By VIKRAM DAVID AMAR


Friday, Nov. 21, 2008

This week, the California Supreme Court decided to hear a case posing two important questions. The first is whether the voter-adopted state constitutional ban on gay marriage passed in the November election, Proposition 8, was validly enacted. The second is - assuming Proposition 8 was indeed validly enacted -- what is the status of the same-sex marriages that were entered into between the California Supreme Court same-sex marriage ruling last spring and the enactment of Prop. 8? (As readers will recall, the court had previously ruled in May 2008 that the then-existing statutory ban on same-sex marriage violated the state constitution.)

In a series of columns beginning with this one, I will take up these complex questions in detail.

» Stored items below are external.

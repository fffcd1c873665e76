//! Epoch/generation counter for cooperative loop supersession.
//!
//! Every state-changing operation requests a new epoch; exactly one epoch is
//! current at any instant. A tick loop must call [`EpochGuard::is_current`]
//! immediately before every mutation or publication and stop without writing
//! once it returns false. There is no hard preemption and no lock: the
//! invalidation is advisory.

use std::sync::atomic::{AtomicU64, Ordering};

/// Opaque token identifying one version of playback.
#[derive(Debug, Clone, Copy, PartialEq, Eq)]
pub struct Epoch(u64);

/// Generation counter guaranteeing single-writer semantics for the tick loop.
#[derive(Debug, Default)]
pub struct EpochGuard {
    current: AtomicU64,
}

impl EpochGuard {
    pub fn new() -> Self {
        Self::default()
    }

    /// Invalidate the previously current epoch and return the new one.
    /// O(1), non-blocking.
    pub fn new_epoch(&self) -> Epoch {
        Epoch(self.current.fetch_add(1, Ordering::Relaxed) + 1)
    }

    /// Whether `epoch` is still the current one. The only check a tick loop
    /// may rely on before mutating shared state.
    pub fn is_current(&self, epoch: Epoch) -> bool {
        self.current.load(Ordering::Relaxed) == epoch.0
    }
}

#[cfg(test)]
mod tests {
    use super::*;

    #[test]
    fn new_epoch_is_current() {
        let guard = EpochGuard::new();
        let epoch = guard.new_epoch();
        assert!(guard.is_current(epoch));
    }

    #[test]
    fn new_epoch_invalidates_previous() {
        let guard = EpochGuard::new();
        let first = guard.new_epoch();
        let second = guard.new_epoch();

        assert!(!guard.is_current(first));
        assert!(guard.is_current(second));
    }

    #[test]
    fn epochs_are_distinct() {
        let guard = EpochGuard::new();
        let a = guard.new_epoch();
        let b = guard.new_epoch();
        assert_ne!(a, b);
    }

    #[test]
    fn only_latest_epoch_is_current() {
        let guard = EpochGuard::new();
        let epochs: Vec<_> = (0..10).map(|_| guard.new_epoch()).collect();

        for stale in &epochs[..9] {
            assert!(!guard.is_current(*stale));
        }
        assert!(guard.is_current(epochs[9]));
    }
}
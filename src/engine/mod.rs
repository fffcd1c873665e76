//! Playback engine: the state machine behind the stories overlay.
//!
//! The engine owns the live [`PlaybackState`] behind a lock. Every
//! state-changing operation (open, scrub, close) requests a fresh epoch and,
//! except for close, spawns a new driver task under it; whatever loop was
//! running before notices it is stale on its next tick and stops without
//! writing. The tick loop itself lives in the `driver` submodule.

mod driver;

use std::sync::Arc;

use parking_lot::Mutex;
use tracing::{debug, info, warn};

use crate::catalog::{Story, StoryCatalog};
use crate::config::PlayerConfig;
use crate::epoch::EpochGuard;
use crate::prefetch::{ImageCache, PrefetchCoordinator};
use crate::publisher::ProgressPublisher;
use crate::state::PlaybackState;

/// Engine internals shared with driver tasks.
pub(crate) struct Shared {
    pub(crate) stories: Vec<Story>,
    pub(crate) state: Mutex<PlaybackState>,
    pub(crate) epochs: EpochGuard,
    pub(crate) publisher: ProgressPublisher,
    pub(crate) prefetch: PrefetchCoordinator,
    pub(crate) config: PlayerConfig,
}

impl Shared {
    /// First story at or after `start` that has at least one page.
    pub(crate) fn first_playable_at(&self, start: usize) -> Option<usize> {
        (start..self.stories.len()).find(|&i| !self.stories[i].pages.is_empty())
    }
}

/// Drives story playback and publishes [`PlaybackState`] snapshots.
///
/// Methods are synchronous and must be called from within a Tokio runtime;
/// tick loops and prefetches run as spawned tasks.
#[derive(Clone)]
pub struct PlaybackEngine {
    shared: Arc<Shared>,
}

impl PlaybackEngine {
    /// Create an engine over `catalog`, reading the story list once.
    ///
    /// # Arguments
    ///
    /// * `catalog` - Read-only story source.
    /// * `cache` - Image/content cache asked to warm upcoming pages.
    /// * `config` - Page duration, tick cadence, and prefetch settings.
    pub fn new(
        catalog: &dyn StoryCatalog,
        cache: Arc<dyn ImageCache>,
        config: PlayerConfig,
    ) -> Self {
        let stories = catalog.stories();
        info!(stories = stories.len(), "Playback engine initialized");

        Self {
            shared: Arc::new(Shared {
                stories,
                state: Mutex::new(PlaybackState::idle()),
                epochs: EpochGuard::new(),
                publisher: ProgressPublisher::new(),
                prefetch: PrefetchCoordinator::new(cache, config.prefetch.clone()),
                config,
            }),
        }
    }

    /// Subscribe to state snapshots. Dropping the receiver unsubscribes.
    pub fn subscribe(&self) -> tokio::sync::broadcast::Receiver<PlaybackState> {
        self.shared.publisher.subscribe()
    }

    /// Current state snapshot.
    pub fn state(&self) -> PlaybackState {
        self.shared.state.lock().snapshot()
    }

    /// Open the overlay at `story_index`, page 0.
    ///
    /// An out-of-range index is ignored. A story with zero pages is skipped
    /// in favor of the next playable one; if none remain the overlay stays
    /// (or becomes) idle.
    pub fn open(&self, story_index: usize) {
        let catalog_len = self.shared.stories.len();
        if story_index >= catalog_len {
            warn!(story_index, catalog_len, "Ignoring open for out-of-range story");
            return;
        }

        match self.shared.first_playable_at(story_index) {
            Some(playable) => {
                info!(story_index = playable, "Opening story overlay");
                self.resume_at(playable, 0);
            }
            None => {
                debug!(story_index, "No playable story at or after index");
                self.close();
            }
        }
    }

    /// Scrub forward: next page, or the next story's first page, or idle
    /// when the catalog is exhausted. No-op while closed.
    pub fn advance_forward(&self) {
        let Some((story_index, page_index)) = self.position() else {
            return;
        };

        let page_count = self
            .shared
            .stories
            .get(story_index)
            .map(|s| s.pages.len())
            .unwrap_or(0);

        if page_index + 1 < page_count {
            self.resume_at(story_index, page_index + 1);
        } else if story_index + 1 < self.shared.stories.len() {
            self.resume_at(story_index + 1, 0);
        } else {
            self.close();
        }
    }

    /// Scrub backward: previous page, or the previous story's last page, or
    /// a restart of the very first page. No-op while closed.
    pub fn advance_backward(&self) {
        let Some((story_index, page_index)) = self.position() else {
            return;
        };

        if page_index >= 1 {
            self.resume_at(story_index, page_index - 1);
        } else if story_index >= 1 {
            let last_page = self
                .shared
                .stories
                .get(story_index - 1)
                .map(|s| s.pages.len().saturating_sub(1))
                .unwrap_or(0);
            self.resume_at(story_index - 1, last_page);
        } else {
            self.resume_at(0, 0);
        }
    }

    /// Close the overlay: invalidate any running loop (no replacement is
    /// started) and publish the idle snapshot.
    pub fn close(&self) {
        let mut state = self.shared.state.lock();
        self.shared.epochs.new_epoch();
        state.reset();
        self.shared.publisher.publish(state.snapshot());
        info!("Story overlay closed");
    }

    /// Current `(story, page)` position, if the overlay is open.
    fn position(&self) -> Option<(usize, usize)> {
        let state = self.shared.state.lock();
        if !state.is_open {
            return None;
        }
        Some((state.current_story_index?, state.current_page_index?))
    }

    /// Jump to `(story_index, page_index)` under a fresh epoch, marking
    /// earlier pages of that story as complete, and start a driver task.
    /// A zero-page target closes the overlay.
    fn resume_at(&self, story_index: usize, page_index: usize) {
        let shared = &self.shared;
        let Some(story) = shared.stories.get(story_index) else {
            return;
        };
        if story.pages.is_empty() {
            self.close();
            return;
        }
        let page_index = page_index.min(story.pages.len() - 1);

        let epoch = {
            let mut state = shared.state.lock();
            let epoch = shared.epochs.new_epoch();
            state.enter_story(story_index, story, page_index);
            shared.publisher.publish(state.snapshot());
            epoch
        };

        debug!(story_index, page_index, "Starting segment under new epoch");
        tokio::spawn(driver::run(
            Arc::clone(shared),
            epoch,
            story_index,
            page_index,
        ));
    }
}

A Brief Recap of Key Events

In its May ruling, the California Supreme Court by a 4-3 vote held under the state's constitution -- in particular, its equal protection clause -- that the right to marriage must be extended to gay and straight couples alike. (The California court's ruling was based on the state constitution only; no claim under, or question involving, the federal Constitution was raised or resolved.)

After the California Justices' May decision, opponents of gay marriage promptly gathered and submitted signatures to qualify an initiative measure (known today as Prop. 8) for the State ballot this fall. The initiative sought to alter the California constitution to provide that "[o]nly marriage between a man and a woman is valid or recognized" in the State.

On November 4, 2008, a slim majority of California voters (about 52%) voted to adopt this change to the state constitution. Soon after the election, various proponents of same-sex marriage rights asked the California Supreme Court to stay (i.e., temporarily stop) the implementation of Prop. 8 (which would leave same-sex couples free to marry for the moment), and to grant review of a petition seeking to declare Prop. 8 null and void.

On Wednesday, November 19, the court voted by a 6-1 majority not to grant the stay -- which means that Prop. 8 does take effect for now. However, it also voted by a (different) 6-1 majority to grant review to hear on the merits the claims that Prop. 8 was not properly enacted and thus should not be recognized as legally valid. In addition, the Justices asked the parties to address the question of how same-sex marriages entered into before Prop. 8 was passed should be treated in the event Prop. 8 is upheld as valid.

Among the parties to these cases are opponents of Prop. 8, who argue both that the measure is invalid and that even if it is valid, it has no effect on existing marriages. Also included as litigants are proponents of Prop. 8, who argue that the initiative measure is valid. Moreover, at least some of the Prop. 8 proponents argue that the existing same-sex marriages are rescinded by the initiative's enactment.

In addition, the California Attorney General is in the litigation; he has signaled he will likely defend the validity of Prop. 8 but at the same time will argue that it should not be read to apply to any existing marriages in any way.

All parties are to file briefs in December 2008 and January 2009, so that the court can hear and decide the matter in the first half of next year.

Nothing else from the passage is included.